What would her life be in such a removed place? What would it be like to live in those red-earthed woods where a city was being built to host candangos [1] from all over Brazil? A place that broke the known limits represented by the big metropolis and her reference of living. The girl would inadvertently face customs and values belonging to singular human beings – conflicting with what had, until then, seemed so universal to her.

The visit to the city’s Esplanade appeases her heart. The gigantic and beautiful public square, with its huge open-air lawn and Cerrado trees, architecturally arranged to host the Republic’s powers, conveys a feeling of freedom to the girl. In that instant, the new – and previously uncomfortable – becomes familiar. She remembers her juvenile desire to live a free and safe life, without the oppression of skyscrapers and the dangerous traffic, which had motivated so many parental prohibitions.

She would later learn that such a monumental landmark (the Esplanade), located in the central area of the airplane’s body, separates the two wings (a north and south one), delineating two large spaces with specific, fragmented subdivisions: one sector for schools; another one for hospitals; then hotels, residences, commerce, and culture. Such a different city! Whoever heard of each thing in its own place and nothing mixed up? “A planned city! Architects’ stuff” – she remembers her father’s explanation, somewhat proud of having brought his family to live there.

Hence, a new world of many accents – all equally strong – will populate her adolescence, youth and adulthood. The city doors were open: a city born with the promise of a world for many and for all. 

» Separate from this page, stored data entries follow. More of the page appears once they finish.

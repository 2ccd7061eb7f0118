//! Geometric helpers for culling

pub mod aabb;
pub mod frustum;

pub use aabb::Aabb;
pub use frustum::{Plane, Frustum};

The girl will grow up aware of the city’s singular importance within Brazil’s political landscape, and will very closely witness the polarizations caused by political passions – sometimes conservative, and sometimes democratic. Her juvenile calmness will be obscured by the 1964 civil-military coup d’état, which will close down the National Congress and establish a military dictatorship that will last for twenty-one years. The return of the democracy in 1985 will be a “slow, gradual and safe opening,” according to the then military President.

Stupefied, she will see the big public square being occupied by soldiers and a couple of tanks in the Brazilian Years of Lead. During the escalation of military oppression, the press will be censored and regime opponents persecuted, while public authorities are released of any responsibility for their crimes. In a moment of hope, she will mingle with thousands in front of the Congress to support the ultimately unsuccessful demonstrations for direct presidential elections; likewise, she will exult at the inauguration of a worker as the President of the Republic. She cannot imagine then, that 13 years later, she will see a long wall bleeding the center of the monumental lawn. A wall starting at the magnanimous Congress building – where the destitution of a democratically elected president will be weaved – and extending all the way to the white Cathedral that opens upwards to the sky.

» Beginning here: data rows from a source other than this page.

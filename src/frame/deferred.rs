//! Skybox and deferred composition passes

use crate::core::types::Result;
use crate::frame::orchestrator::ComputeFence;
use crate::frame::targets::{FrameTargets, SHADING_FORMAT};
use crate::render::shaders::ShaderKind;

/// Fullscreen passes writing into the shading target
pub struct DeferredPipeline {
    skybox: wgpu::RenderPipeline,
    compose: wgpu::RenderPipeline,
    compose_layout: wgpu::BindGroupLayout,
}

fn unfilterable_texture_entry(binding: u32) -> wgpu::BindGroupLayoutEntry {
    wgpu::BindGroupLayoutEntry {
        binding,
        visibility: wgpu::ShaderStages::FRAGMENT,
        ty: wgpu::BindingType::Texture {
            sample_type: wgpu::TextureSampleType::Float { filterable: false },
            view_dimension: wgpu::TextureViewDimension::D2,
            multisampled: false,
        },
        count: None,
    }
}

fn fullscreen_pipeline(
    device: &wgpu::Device,
    label: &str,
    layout: &wgpu::PipelineLayout,
    shader: &wgpu::ShaderModule,
    fragment: &str,
) -> wgpu::RenderPipeline {
    device.create_render_pipeline(&wgpu::RenderPipelineDescriptor {
        label: Some(label),
        layout: Some(layout),
        vertex: wgpu::VertexState {
            module: shader,
            entry_point: Some("vs_fullscreen"),
            buffers: &[],
            compilation_options: Default::default(),
        },
        primitive: wgpu::PrimitiveState {
            topology: wgpu::PrimitiveTopology::TriangleList,
            ..Default::default()
        },
        depth_stencil: None,
        multisample: wgpu::MultisampleState::default(),
        fragment: Some(wgpu::FragmentState {
            module: shader,
            entry_point: Some(fragment),
            targets: &[Some(wgpu::ColorTargetState {
                format: SHADING_FORMAT,
                blend: None,
                write_mask: wgpu::ColorWrites::ALL,
            })],
            compilation_options: Default::default(),
        }),
        multiview_mask: None,
        cache: None,
    })
}

impl DeferredPipeline {
    pub fn new(device: &wgpu::Device, frame_layout: &wgpu::BindGroupLayout) -> Result<Self> {
        let shader = ShaderKind::Deferred.create_module(device)?;

        let compose_layout = device.create_bind_group_layout(&wgpu::BindGroupLayoutDescriptor {
            label: Some("compose_inputs_layout"),
            entries: &[
                unfilterable_texture_entry(0),
                wgpu::BindGroupLayoutEntry {
                    binding: 1,
                    visibility: wgpu::ShaderStages::FRAGMENT,
                    ty: wgpu::BindingType::Texture {
                        sample_type: wgpu::TextureSampleType::Depth,
                        view_dimension: wgpu::TextureViewDimension::D2,
                        multisampled: false,
                    },
                    count: None,
                },
                unfilterable_texture_entry(2),
                unfilterable_texture_entry(3),
            ],
        });

        let skybox_layout = device.create_pipeline_layout(&wgpu::PipelineLayoutDescriptor {
            label: Some("skybox_pipeline_layout"),
            bind_group_layouts: &[frame_layout],
            immediate_size: 0,
        });
        let compose_pipeline_layout = device.create_pipeline_layout(&wgpu::PipelineLayoutDescriptor {
            label: Some("compose_pipeline_layout"),
            bind_group_layouts: &[frame_layout, &compose_layout],
            immediate_size: 0,
        });

        Ok(Self {
            skybox: fullscreen_pipeline(device, "skybox_pipeline", &skybox_layout, &shader, "fs_skybox"),
            compose: fullscreen_pipeline(device, "compose_pipeline", &compose_pipeline_layout, &shader, "fs_compose"),
            compose_layout,
        })
    }

    /// Clear the shading target, drawing the sky when `skybox` is set
    pub fn record_background(
        &self,
        encoder: &mut wgpu::CommandEncoder,
        frame_group: &wgpu::BindGroup,
        targets: &FrameTargets,
        skybox: bool,
        clear: wgpu::Color,
    ) {
        let mut pass = encoder.begin_render_pass(&wgpu::RenderPassDescriptor {
            label: Some("skybox_pass"),
            color_attachments: &[Some(wgpu::RenderPassColorAttachment {
                view: targets.shading.view(),
                resolve_target: None,
                ops: wgpu::Operations {
                    load: wgpu::LoadOp::Clear(clear),
                    store: wgpu::StoreOp::Store,
                },
                depth_slice: None,
            })],
            depth_stencil_attachment: None,
            timestamp_writes: None,
            occlusion_query_set: None,
            multiview_mask: None,
        });

        if skybox {
            pass.set_pipeline(&self.skybox);
            pass.set_bind_group(0, frame_group, &[]);
            pass.draw(0..3, 0..1);
        }
    }

    /// Shade G-buffer and ray march hits over the background
    ///
    /// The ray march outputs are only reachable through `fence`, so compose
    /// is always recorded after the march submission.
    pub fn record_compose(
        &self,
        device: &wgpu::Device,
        encoder: &mut wgpu::CommandEncoder,
        frame_group: &wgpu::BindGroup,
        targets: &FrameTargets,
        fence: &ComputeFence<'_>,
    ) {
        let march = fence.outputs();
        let inputs = device.create_bind_group(&wgpu::BindGroupDescriptor {
            label: Some("compose_inputs_bind_group"),
            layout: &self.compose_layout,
            entries: &[
                wgpu::BindGroupEntry {
                    binding: 0,
                    resource: wgpu::BindingResource::TextureView(targets.gbuffer0.view()),
                },
                wgpu::BindGroupEntry {
                    binding: 1,
                    resource: wgpu::BindingResource::TextureView(targets.depth.view()),
                },
                wgpu::BindGroupEntry {
                    binding: 2,
                    resource: wgpu::BindingResource::TextureView(march.rm0.view()),
                },
                wgpu::BindGroupEntry {
                    binding: 3,
                    resource: wgpu::BindingResource::TextureView(march.rm1.view()),
                },
            ],
        });

        let mut pass = encoder.begin_render_pass(&wgpu::RenderPassDescriptor {
            label: Some("compose_pass"),
            color_attachments: &[Some(wgpu::RenderPassColorAttachment {
                view: targets.shading.view(),
                resolve_target: None,
                ops: wgpu::Operations {
                    load: wgpu::LoadOp::Load,
                    store: wgpu::StoreOp::Store,
                },
                depth_slice: None,
            })],
            depth_stencil_attachment: None,
            timestamp_writes: None,
            occlusion_query_set: None,
            multiview_mask: None,
        });

        pass.set_pipeline(&self.compose);
        pass.set_bind_group(0, frame_group, &[]);
        pass.set_bind_group(1, &inputs, &[]);
        pass.draw(0..3, 0..1);
    }
}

A wall cutting the square…
Every photo says something about us. We attribute significance and meaning to it. Using our imagination, we reveal the said and the not-said within the images captured by photographers. The picture from the Ministries Esplanade that opens this text was taken on the 17th of April 2016, when the Chamber of Deputies was voting the impeachment of President Dilma Rousseff. Amid the controversy about the legality of the process, the country was split in two: those who were in favor of the impeachment, and those who considered it a parliamentary coup. Separated and divided as football fans, each group had their own area of protest outlined. Therefore, it was possible to identify who supported whom and on which side each person was at that moment. The “reds” on one side and the “yellows” on the other. [2]

The authorities claimed that the goal was to ensure the demonstrators’ safety. The image, however, revealed more: it exposed the intolerance and disharmony that had been growing and that are still present today. The colors and the derogatory terms “coxinhas” [3] and “mortadelas” [4] still express on which side each person is within the emotional turbulence produced by the country’s macropolitics.

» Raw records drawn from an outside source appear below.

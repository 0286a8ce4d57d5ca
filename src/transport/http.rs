use std::sync::Arc;
use std::time::{Duration, Instant};

use async_trait::async_trait;
use metrics::histogram;
use reqwest::{Client, Response, Url};
use serde_json::{Value, json};
use tracing::{debug, instrument};
use uuid::Uuid;

use crate::config::ApiSettings;
use crate::session::SessionStore;

use super::{ApiError, ApiRequest, METRIC_TRANSPORT_REQUEST_MS, RequestBody, Transport};

/// reqwest-backed transport with bearer-token injection.
///
/// The token is read from the session store on every call so a login or
/// logout takes effect on the next request.
#[derive(Clone)]
pub struct HttpTransport {
    client: Client,
    base: Url,
    session: Arc<dyn SessionStore>,
}

impl HttpTransport {
    pub fn new(
        base: Url,
        timeout: Option<Duration>,
        session: Arc<dyn SessionStore>,
    ) -> Result<Self, reqwest::Error> {
        let mut builder = Client::builder().user_agent(Self::user_agent());
        if let Some(timeout) = timeout {
            builder = builder.timeout(timeout);
        }
        Ok(Self {
            client: builder.build()?,
            base: normalize_base(base),
            session,
        })
    }

    pub fn from_settings(
        settings: &ApiSettings,
        session: Arc<dyn SessionStore>,
    ) -> Result<Self, reqwest::Error> {
        Self::new(settings.base_url.clone(), settings.request_timeout, session)
    }

    pub fn user_agent() -> &'static str {
        concat!("deptportal/", env!("CARGO_PKG_VERSION"))
    }

    pub fn base(&self) -> &Url {
        &self.base
    }

    pub fn url(&self, path: &str, query: &[(String, String)]) -> Result<Url, ApiError> {
        let mut url = self
            .base
            .join(path.trim_start_matches('/'))
            .map_err(|e| ApiError::request(format!("invalid path `{path}`: {e}")))?;
        if !query.is_empty() {
            let mut pairs = url.query_pairs_mut();
            for (key, value) in query {
                pairs.append_pair(key, value);
            }
        }
        Ok(url)
    }

    async fn normalize(response: Response) -> Result<Value, ApiError> {
        let status = response.status();
        let bytes = response
            .bytes()
            .await
            .map_err(|e| ApiError::Fetch(e.to_string()))?;

        if status.is_success() {
            if bytes.iter().all(u8::is_ascii_whitespace) {
                return Ok(Value::Null);
            }
            return serde_json::from_slice(&bytes).map_err(|e| ApiError::Parse(e.to_string()));
        }

        let data = serde_json::from_slice(&bytes).unwrap_or_else(|_| {
            let text = String::from_utf8_lossy(&bytes).trim().to_string();
            let message = if text.is_empty() {
                status.canonical_reason().unwrap_or("request failed").to_string()
            } else {
                text
            };
            json!({ "message": message })
        });
        Err(ApiError::http(status.as_u16(), data))
    }
}

#[async_trait]
impl Transport for HttpTransport {
    #[instrument(
        skip_all,
        fields(method = %request.method, path = %request.path, request_id = %Uuid::new_v4())
    )]
    async fn execute(&self, request: ApiRequest) -> Result<Value, ApiError> {
        let started_at = Instant::now();
        let method_label = request.method.to_string();
        let url = self.url(&request.path, &request.query)?;

        let mut builder = self.client.request(request.method, url);
        if let Some(token) = self.session.token() {
            builder = builder.bearer_auth(token);
        }
        builder = match request.body {
            RequestBody::Empty => builder,
            RequestBody::Json(body) => builder.json(&body),
            RequestBody::Multipart(body) => builder.multipart(body.into_form()?),
        };

        let result = match builder.send().await {
            Ok(response) => Self::normalize(response).await,
            Err(err) => Err(ApiError::Fetch(err.to_string())),
        };

        let elapsed_ms = started_at.elapsed().as_secs_f64() * 1000.0;
        histogram!(METRIC_TRANSPORT_REQUEST_MS, "method" => method_label).record(elapsed_ms);
        debug!(
            elapsed_ms,
            status = result.as_ref().err().and_then(ApiError::status),
            ok = result.is_ok(),
            "request finished"
        );
        result
    }
}

fn normalize_base(mut base: Url) -> Url {
    if !base.path().ends_with('/') {
        let path = format!("{}/", base.path());
        base.set_path(&path);
    }
    base
}

#[cfg(test)]
mod tests {
    use super::*;
    use crate::session::CookieSession;

    fn transport(base: &str) -> HttpTransport {
        HttpTransport::new(
            Url::parse(base).expect("url"),
            None,
            Arc::new(CookieSession::in_memory()),
        )
        .expect("transport")
    }

    #[test]
    fn base_gains_trailing_slash() {
        let t = transport("http://localhost:5000/api");
        assert_eq!(t.base().as_str(), "http://localhost:5000/api/");
        let url = t.url("/content/notices", &[]).expect("url");
        assert_eq!(url.as_str(), "http://localhost:5000/api/content/notices");
    }

    #[test]
    fn query_pairs_are_encoded() {
        let t = transport("http://localhost:5000/api/");
        let url = t
            .url("alumni", &[("search".into(), "data science".into())])
            .expect("url");
        assert_eq!(
            url.as_str(),
            "http://localhost:5000/api/alumni?search=data+science"
        );
    }
}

Politics burst into the office
Rita, a patient who is also a psychoanalyst, arrives at my office very startled and says she is distraught by the recent events. She tells me that, the day before, after having participated in a march in favor of the movement Lula Livre [5], while walking at the Esplanade with her husband and friends, she faced a very unsettling situation. They were cheerful, under the contagious effect of the march’s joy, when they heard a loud voice – or, in fact, shouts – from a woman heading in their direction. The shouts became more intense as they reached the crossroads.

“She called us awful names, said we were demonic stuff. I can still feel her wet spit on my arm. I arrived home feeling so bad, with high blood pressure… I was worried because until then I had never had blood pressure issues.”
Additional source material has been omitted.